90 años después de la huelga de los obreros bananeros

Colombia sigue siendo uno de los países más peligrosos del mundo para ser sindicalista. Si no el más peligroso de todos. Según la Central Unitaria de Trabajadores (CUT) entre 1973 y julio de 2018 se registraron en el país 3.129 asesinatos de dirigentes y activistas de las organizaciones sindicales del campo y la ciudad. En promedio, 6 crímenes mensuales. Y cobijados, naturalmente, por la más absoluta impunidad.

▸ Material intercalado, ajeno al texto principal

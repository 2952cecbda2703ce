//! Generator prologue placement

use super::{for_each_function, OptPass};
use crate::compiler::ir::{IrFunction, IrInstr, IrModule};

/// Moves `StartGenerator` to the first position of the entry block, ahead
/// of any parameter setup that lowering emitted before it
pub struct HoistStartGenerator;

impl OptPass for HoistStartGenerator {
    fn name(&self) -> &str {
        "HoistStartGenerator"
    }

    fn run(&self, module: &mut IrModule) -> bool {
        for_each_function(module, hoist_start_generator)
    }
}

fn hoist_start_generator(func: &mut IrFunction) -> bool {
    if !func.is_generator {
        return false;
    }
    let entry = func.entry_block;
    if let Some(first) = func.entry().and_then(|b| b.instructions.first()) {
        if matches!(first, IrInstr::StartGenerator) {
            return false;
        }
    }

    let mut found = false;
    for block in func.blocks_mut() {
        let before = block.instructions.len();
        block.instructions.retain(|i| !matches!(i, IrInstr::StartGenerator));
        found |= block.instructions.len() != before;
    }
    if !found {
        log::warn!("generator {} has no StartGenerator", func.name);
        return false;
    }
    if let Some(block) = func.get_block_mut(entry) {
        block.instructions.insert(0, IrInstr::StartGenerator);
    }
    true
}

Tal como sucedió con la masacre de Santa Bárbara, donde fueron sacrificados 12 habitantes de esa población, heridos más de cien y encarceladas alrededor de 80 personas, a quienes condujeron a las instalaciones del Batallón Girardot. En esta ocasión –como en el caso de las bananeras en diciembre de 1928– también fue el ejército colombiano el que disparó contra el pueblo trabajador y también para defender los intereses de los patronos: de la United Fruit Company, en un caso, y de Cementos El Cairo (luego cementos Argos), en el otro. Ministro de Trabajo en febrero de 1963 era Belisario Betancur Cuartas, a quien hoy la oligarquía colombiana despide en "olor de santidad", sin que hubiera sido investigado por su responsabilidad en este y en otros trágicos episodios de nuestra historia reciente: ¿Cuál fue su verdadero papel en esa ocasión y en la retoma del Palacio de Justicia en noviembre de 1985, cuando era presidente de la República? …

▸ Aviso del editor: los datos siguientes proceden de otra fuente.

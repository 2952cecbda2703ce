//! Scoped hash table for name resolution
//!
//! A map from keys to values where every binding belongs to a lexical scope.
//! Scopes open and close in strict LIFO order. Inserting a key that is
//! already visible from an enclosing scope shadows it; closing the inner
//! scope makes the shadowed binding visible again.
//!
//! All bindings live in one arena owned by the table. A scope is only a
//! marker holding its depth and the head of its binding list, so nothing
//! points back at the table.

use rustc_hash::FxHashMap;
use std::hash::Hash;

/// Index of a binding in the table's arena
#[derive(Debug, Clone, Copy, PartialEq, Eq)]
struct NodeIndex(usize);

#[derive(Debug)]
struct ScopedNode<K, V> {
    key: K,
    value: V,
    /// Depth of the scope that owns this binding (1 = outermost)
    depth: u32,
    /// Next binding introduced in the same scope
    next_in_scope: Option<NodeIndex>,
    /// Binding hidden by this one
    shadowed: Option<NodeIndex>,
}

#[derive(Debug)]
struct ScopeMarker {
    depth: u32,
    head: Option<NodeIndex>,
}

/// Handle returned by `open_scope`, consumed by `close_scope`
#[derive(Debug, PartialEq, Eq)]
#[must_use = "a scope must be closed with close_scope"]
pub struct ScopeToken {
    depth: u32,
}

impl ScopeToken {
    pub fn depth(&self) -> u32 {
        self.depth
    }
}

/// Map with nested, shadowing scopes
#[derive(Debug)]
pub struct ScopedHashTable<K, V> {
    nodes: Vec<Option<ScopedNode<K, V>>>,
    free: Vec<usize>,
    /// Innermost visible binding per key
    visible: FxHashMap<K, NodeIndex>,
    scopes: Vec<ScopeMarker>,
}

impl<K, V> Default for ScopedHashTable<K, V>
where
    K: Eq + Hash + Clone,
{
    fn default() -> Self {
        Self::new()
    }
}

impl<K, V> ScopedHashTable<K, V>
where
    K: Eq + Hash + Clone,
{
    pub fn new() -> Self {
        Self {
            nodes: Vec::new(),
            free: Vec::new(),
            visible: FxHashMap::default(),
            scopes: Vec::new(),
        }
    }

    // ------------------------------------------------------------------------
    // Scopes
    // ------------------------------------------------------------------------

    /// Open a new innermost scope
    pub fn open_scope(&mut self) -> ScopeToken {
        let depth = self.scopes.len() as u32 + 1;
        self.scopes.push(ScopeMarker { depth, head: None });
        ScopeToken { depth }
    }

    /// Close the innermost scope, evicting all of its bindings
    ///
    /// Panics if `token` does not belong to the innermost scope.
    pub fn close_scope(&mut self, token: ScopeToken) {
        let marker = self
            .scopes
            .pop()
            .expect("close_scope called with no open scope");
        assert_eq!(
            marker.depth, token.depth,
            "scopes must be closed in reverse order of opening"
        );

        let mut cursor = marker.head;
        while let Some(idx) = cursor {
            let node = self.take_node(idx);
            cursor = node.next_in_scope;
            self.restore_shadowed(node.key, node.shadowed);
        }
    }

    /// Number of open scopes
    pub fn depth(&self) -> u32 {
        self.scopes.len() as u32
    }

    // ------------------------------------------------------------------------
    // Mutation
    // ------------------------------------------------------------------------

    /// Bind `key` in the current scope
    ///
    /// Shadowing an enclosing binding is fine. Panics if `key` is already
    /// bound in the current scope (use `set_in_current_scope` for that).
    pub fn insert(&mut self, key: K, value: V) {
        let depth = self.current_depth();
        let shadowed = self.visible.get(&key).copied();
        if let Some(idx) = shadowed {
            assert!(
                self.node(idx).depth != depth,
                "insert would shadow a binding from the same scope"
            );
        }
        self.push_binding(key, value, depth, shadowed);
    }

    /// Bind `key` in the current scope, replacing a binding already there
    pub fn set_in_current_scope(&mut self, key: K, value: V) {
        let depth = self.current_depth();
        if let Some(&idx) = self.visible.get(&key) {
            if self.node(idx).depth == depth {
                self.node_mut(idx).value = value;
                return;
            }
        }
        self.insert(key, value);
    }

    /// Remove `key` if it is bound in exactly the current scope
    ///
    /// Returns false, without touching anything, when the visible binding
    /// lives in an enclosing scope or the key is unbound.
    pub fn erase_from_current_scope(&mut self, key: &K) -> bool {
        let depth = self.current_depth();
        let idx = match self.visible.get(key) {
            Some(&idx) if self.node(idx).depth == depth => idx,
            _ => return false,
        };

        // Unlink from the scope list. Linear, but scopes are small.
        let next = self.node(idx).next_in_scope;
        let mut prev: Option<NodeIndex> = None;
        let mut cursor = self.scopes.last().and_then(|s| s.head);
        while let Some(cur) = cursor {
            if cur == idx {
                break;
            }
            prev = Some(cur);
            cursor = self.node(cur).next_in_scope;
        }
        match prev {
            Some(p) => self.node_mut(p).next_in_scope = next,
            None => {
                if let Some(scope) = self.scopes.last_mut() {
                    scope.head = next;
                }
            }
        }

        let node = self.take_node(idx);
        self.restore_shadowed(node.key, node.shadowed);
        true
    }

    // ------------------------------------------------------------------------
    // Queries
    // ------------------------------------------------------------------------

    /// Innermost visible binding of `key`
    pub fn lookup(&self, key: &K) -> Option<&V> {
        self.visible.get(key).map(|&idx| &self.node(idx).value)
    }

    /// Innermost visible binding of `key`, mutable
    pub fn lookup_mut(&mut self, key: &K) -> Option<&mut V> {
        let idx = self.visible.get(key).copied()?;
        Some(&mut self.node_mut(idx).value)
    }

    /// Innermost visible binding together with the depth of its scope
    pub fn find(&self, key: &K) -> Option<(&V, u32)> {
        self.visible.get(key).map(|&idx| {
            let node = self.node(idx);
            (&node.value, node.depth)
        })
    }

    /// Binding of `key` only if it lives in the current scope
    pub fn find_in_current_scope(&self, key: &K) -> Option<&V> {
        let depth = self.depth();
        self.visible
            .get(key)
            .map(|&idx| self.node(idx))
            .filter(|node| node.depth == depth)
            .map(|node| &node.value)
    }

    /// 1 if `key` is visible, 0 otherwise
    pub fn count(&self, key: &K) -> usize {
        usize::from(self.visible.contains_key(key))
    }

    pub fn is_empty(&self) -> bool {
        self.visible.is_empty()
    }

    /// Every visible binding, innermost scope first
    pub fn flatten(&self) -> Vec<(&K, &V)> {
        let mut result = Vec::new();
        for scope in self.scopes.iter().rev() {
            let mut cursor = scope.head;
            while let Some(idx) = cursor {
                let node = self.node(idx);
                if self.visible.get(&node.key) == Some(&idx) {
                    result.push((&node.key, &node.value));
                }
                cursor = node.next_in_scope;
            }
        }
        result
    }

    /// Keys bound in each open scope, innermost scope first
    pub fn get_keys_by_scope(&self) -> Vec<Vec<K>> {
        self.scopes
            .iter()
            .rev()
            .map(|scope| {
                let mut keys = Vec::new();
                let mut cursor = scope.head;
                while let Some(idx) = cursor {
                    let node = self.node(idx);
                    keys.push(node.key.clone());
                    cursor = node.next_in_scope;
                }
                keys
            })
            .collect()
    }

    // ------------------------------------------------------------------------
    // Arena
    // ------------------------------------------------------------------------

    fn current_depth(&self) -> u32 {
        let depth = self.depth();
        assert!(depth > 0, "no scope is open");
        depth
    }

    fn push_binding(&mut self, key: K, value: V, depth: u32, shadowed: Option<NodeIndex>) {
        let next_in_scope = self.scopes.last().and_then(|s| s.head);
        let node = ScopedNode {
            key: key.clone(),
            value,
            depth,
            next_in_scope,
            shadowed,
        };
        let idx = match self.free.pop() {
            Some(slot) => {
                self.nodes[slot] = Some(node);
                NodeIndex(slot)
            }
            None => {
                self.nodes.push(Some(node));
                NodeIndex(self.nodes.len() - 1)
            }
        };
        if let Some(scope) = self.scopes.last_mut() {
            scope.head = Some(idx);
        }
        self.visible.insert(key, idx);
    }

    fn restore_shadowed(&mut self, key: K, shadowed: Option<NodeIndex>) {
        match shadowed {
            Some(prev) => {
                self.visible.insert(key, prev);
            }
            None => {
                self.visible.remove(&key);
            }
        }
    }

    fn node(&self, idx: NodeIndex) -> &ScopedNode<K, V> {
        self.nodes[idx.0].as_ref().expect("dangling scoped binding")
    }

    fn node_mut(&mut self, idx: NodeIndex) -> &mut ScopedNode<K, V> {
        self.nodes[idx.0].as_mut().expect("dangling scoped binding")
    }

    fn take_node(&mut self, idx: NodeIndex) -> ScopedNode<K, V> {
        let node = self.nodes[idx.0].take().expect("dangling scoped binding");
        self.free.push(idx.0);
        node
    }
}

#[cfg(test)]
mod tests {
    use super::*;

    type Table = ScopedHashTable<String, u32>;

    fn key(s: &str) -> String {
        s.to_string()
    }

    #[test]
    fn test_insert_and_lookup() {
        let mut table = Table::new();
        let scope = table.open_scope();
        table.insert(key("a"), 1);
        assert_eq!(table.lookup(&key("a")), Some(&1));
        assert_eq!(table.count(&key("a")), 1);
        assert_eq!(table.count(&key("b")), 0);
        table.close_scope(scope);
        assert_eq!(table.lookup(&key("a")), None);
        assert!(table.is_empty());
    }

    #[test]
    fn test_shadowing_is_reversible() {
        let mut table = Table::new();
        let outer = table.open_scope();
        table.insert(key("x"), 1);
        let inner = table.open_scope();
        table.insert(key("x"), 2);
        assert_eq!(table.lookup(&key("x")), Some(&2));
        assert_eq!(table.find(&key("x")), Some((&2, 2)));
        table.close_scope(inner);
        assert_eq!(table.lookup(&key("x")), Some(&1));
        table.close_scope(outer);
        assert_eq!(table.lookup(&key("x")), None);
    }

    #[test]
    fn test_set_in_current_scope_updates_or_creates() {
        let mut table = Table::new();
        let outer = table.open_scope();
        table.insert(key("x"), 1);
        let inner = table.open_scope();
        // Not in the current scope yet: creates a shadowing binding.
        table.set_in_current_scope(key("x"), 5);
        assert_eq!(table.find_in_current_scope(&key("x")), Some(&5));
        // Already in the current scope: updates in place.
        table.set_in_current_scope(key("x"), 6);
        assert_eq!(table.lookup(&key("x")), Some(&6));
        assert_eq!(table.get_keys_by_scope()[0], vec![key("x")]);
        table.close_scope(inner);
        assert_eq!(table.lookup(&key("x")), Some(&1));
        table.close_scope(outer);
    }

    #[test]
    fn test_erase_from_current_scope() {
        let mut table = Table::new();
        let outer = table.open_scope();
        table.insert(key("x"), 1);
        let inner = table.open_scope();
        table.insert(key("x"), 2);
        table.insert(key("y"), 3);

        assert!(table.erase_from_current_scope(&key("x")));
        assert_eq!(table.lookup(&key("x")), Some(&1));
        assert_eq!(table.get_keys_by_scope()[0], vec![key("y")]);

        // The remaining binding of x lives in the outer scope.
        assert!(!table.erase_from_current_scope(&key("x")));
        assert_eq!(table.lookup(&key("x")), Some(&1));
        assert!(!table.erase_from_current_scope(&key("missing")));

        table.close_scope(inner);
        table.close_scope(outer);
    }

    #[test]
    fn test_erase_middle_of_scope_list() {
        let mut table = Table::new();
        let scope = table.open_scope();
        table.insert(key("a"), 1);
        table.insert(key("b"), 2);
        table.insert(key("c"), 3);
        assert!(table.erase_from_current_scope(&key("b")));
        assert_eq!(table.get_keys_by_scope(), vec![vec![key("c"), key("a")]]);
        table.close_scope(scope);
        assert!(table.is_empty());
    }

    #[test]
    fn test_get_keys_by_scope_innermost_first() {
        let mut table = Table::new();
        let s1 = table.open_scope();
        table.insert(key("a"), 1);
        let s2 = table.open_scope();
        table.insert(key("b"), 2);
        table.insert(key("c"), 3);
        let keys = table.get_keys_by_scope();
        assert_eq!(keys.len(), 2);
        assert_eq!(keys[0], vec![key("c"), key("b")]);
        assert_eq!(keys[1], vec![key("a")]);
        table.close_scope(s2);
        table.close_scope(s1);
    }

    #[test]
    fn test_flatten_hides_shadowed() {
        let mut table = Table::new();
        let s1 = table.open_scope();
        table.insert(key("a"), 1);
        table.insert(key("b"), 2);
        let s2 = table.open_scope();
        table.insert(key("a"), 10);
        let flat = table.flatten();
        assert_eq!(flat.len(), 2);
        assert!(flat.contains(&(&key("a"), &10)));
        assert!(flat.contains(&(&key("b"), &2)));
        table.close_scope(s2);
        table.close_scope(s1);
    }

    #[test]
    fn test_arena_slots_are_reused() {
        let mut table = Table::new();
        for i in 0..10 {
            let scope = table.open_scope();
            table.insert(key("t"), i);
            table.close_scope(scope);
        }
        assert_eq!(table.nodes.len(), 1);
    }

    #[test]
    #[should_panic(expected = "same scope")]
    fn test_insert_same_scope_panics() {
        let mut table = Table::new();
        let _scope = table.open_scope();
        table.insert(key("x"), 1);
        table.insert(key("x"), 2);
    }

    #[test]
    #[should_panic(expected = "reverse order")]
    fn test_close_out_of_order_panics() {
        let mut table = Table::new();
        let outer = table.open_scope();
        let _inner = table.open_scope();
        table.close_scope(outer);
    }
}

Menciono los tres casos en un solo golpe de voz porque no se crea que alguno fue episódico u obra de la voluntad malévola de alguien en particular: el régimen colombiano ha llegado a aceptar solamente la existencia de "manzanas podridas" en su seno, pero no –como es en realidad– que existe –y ha existido siempre– una política de represión contra cualquier manifestación de descontento y/o luchas populares; una decisión política de criminalizar la protesta social y castigar –por la vía legal, pero también por otras vías– a quienes osan levantar su voz y sus banderas. Y lo vemos cotidianamente. De ello dan fe los estudiantes, los profesores, los pobladores y trabajadores del campo, los obreros de las industrias y los servicios, los que luchan por recuperar la tierra de que fueron despojados violentamente, los indígenas, las comunidades negras cansadas del ostracismo y la discriminación… Y se crean para cumplir semejantes misiones odiosos máquinas de agresión oficial, como el ESMAD. Y han pululado los grupos paramilitares, ejecutores directos de una guerra sucia que no cesa de diezmar las huestes populares, sus organizaciones y sus más esclarecidos dirigentes, ante la impasible mirada de quienes detentan el poder y no encuentran por ninguna parte ni siquiera un indicio (¡!¿?) que permita establecer un patrón que explique la sistematicidad criminal de lo que sigue ocurriendo: Desde la firma de los acuerdos de paz con las FARC-EP, esto es, desde diciembre de 2016 hasta mediados de noviembre de 2018, han sido asesinados 482 líderes y lideresas sociales. Solo en los primeros 100 días del gobierno de Duque hubo 120 víctimas. Pero, además, durante el año aún en curso ha sido segada la vida de 92 antiguos integrantes de las FARC, la guerrilla que firmó el acuerdo y lo ha cumplido a cabalidad[1].

90 años después de la masacre de los trabajadores bananeros, el sindicalismo colombiano sigue siendo perseguido y debe enfrentar la estrategia de tercerización e informalización laboral promovida por el empresariado desde hace ya décadas. Varios intentos de tramitar una reforma laboral democrática han sido abortados en el Congreso por las bancadas de las élites políticas tradicionales, sin que los trabajadores puedan ejercer su legítimo derecho a la organización sindical y a la negociación colectiva por rama industrial, un elemento necesario de democratización que aportaría al logro de superar la dispersión del movimiento sindical y la baja cobertura organizativa.

90 años después de la masacre de las bananeras, en esencia, no ha cambiado la cara del régimen. La sangre de los obreros del banano, derramada para satisfacer el hambre insaciable de ganancias de una empresa imperialista que había convertido el territorio de la ciénaga del Magdalena en un enclave bajo su gobierno y mando, sigue regando el territorio de nuestro país en cada campesino asesinado, en cada líder social sacrificado, en cada estudiante golpeado y vejado, en cada profesor acallado por la metralla infame del paramilitarismo, en cada huelga ilegalizada, en cada obrero despedido por asumir la defensa de sus derechos y la lucha por su ampliación y desarrollo. 90 años después, la soberbia y la arrogancia imperialistas prevalecen, como prevalece la genuflexa oligarquía colombiana que no retrocede ante la violencia y la negación de los más elementales derechos de los trabajadores para defender sus intereses y los del capital transnacional. ¡Sin importar a qué costo!